ABSTRACT
The clustering of single cell RNA-sequencing (scRNA-seq) data enables the classification of cell types, and the development of integration algorithms has enabled the tracing of altered-from-baseline transcriptomes to their respective cell type origins. Here, we developed an algorithm that removes sources of noise from scRNA-seq datasets and improves the accuracy of their integration. We found that this improvement of integration is further increased by an algorithm we developed for auto-determination of optimal weight-assignment to anchors. As a proof-of-concept, we show that our algorithm determined the type-origin of the 17% of injured retinal ganglion cells (RGCs) that an existing integration algorithm could not identify. As we found that the majority of the originally unassigned cells belonged to only several out of 45 RGC types, a consequent change in the proportions of the surviving types resulted in a moderately different ranking of resiliency to injury. This updated standard for RGC type resilience ranking improved the understanding of RGC type biology and the ranking-dependent prediction of genes for therapeutic neuroprotective targeting. Additional bioinformatic analyses revealed single-gene cluster-markers for RGC types and contributed new insights into the global characteristics of RGC types and how axonal injury affects them, showing how the extent of variance between transcriptomes of RGC types increases differentially during maturation and after injury. We also show, for the first time, that specific global properties of the transcriptome can predict the resilience to injury of certain cell types.

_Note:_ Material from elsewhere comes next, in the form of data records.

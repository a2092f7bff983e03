use std::collections::{HashMap, HashSet};

use ivm_data::{Key, Value};

/// A `column value -> set of primary keys` index over one source (spec
/// §4.2), built lazily on first request and maintained synchronously by the
/// owning source on every `push`. Shared read-only by every join that
/// requested it; the source is the sole writer.
#[derive(Debug, Default)]
pub struct HashIndex {
    column: String,
    map: HashMap<Value, HashSet<Key>>,
}

impl HashIndex {
    pub fn new(column: impl Into<String>) -> Self {
        HashIndex {
            column: column.into(),
            map: HashMap::new(),
        }
    }

    pub fn column(&self) -> &str {
        &self.column
    }

    pub fn insert(&mut self, value: Value, pk: Key) {
        self.map.entry(value).or_default().insert(pk);
    }

    pub fn remove(&mut self, value: &Value, pk: &Key) {
        if let Some(set) = self.map.get_mut(value) {
            set.remove(pk);
            if set.is_empty() {
                self.map.remove(value);
            }
        }
    }

    pub fn get(&self, value: &Value) -> impl Iterator<Item = &Key> {
        self.map.get(value).into_iter().flatten()
    }
}

#[cfg(test)]
mod tests {
    use super::*;

    #[test]
    fn insert_and_get_round_trip() {
        let mut idx = HashIndex::new("issue_id");
        let v = Value::from("i1");
        idx.insert(v.clone(), Key::single(Value::from(1_i64)));
        idx.insert(v.clone(), Key::single(Value::from(2_i64)));
        let got: Vec<_> = idx.get(&v).cloned().collect();
        assert_eq!(got.len(), 2);
    }

    #[test]
    fn remove_drops_empty_bucket() {
        let mut idx = HashIndex::new("issue_id");
        let v = Value::from("i1");
        let pk = Key::single(Value::from(1_i64));
        idx.insert(v.clone(), pk.clone());
        idx.remove(&v, &pk);
        assert_eq!(idx.get(&v).count(), 0);
    }
}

Furthermore, we developed a website for cluster-by-cluster comparison of gene expression between uninjured and injured RGC types. The publicly available R library package, CellTools, for denoising and improving the integration of scRNA-seq datasets, as well as for associating cell types with the global properties of the transcriptome, will assist scRNA-seq studies of developing, injured, or diseased cell types across biological fields.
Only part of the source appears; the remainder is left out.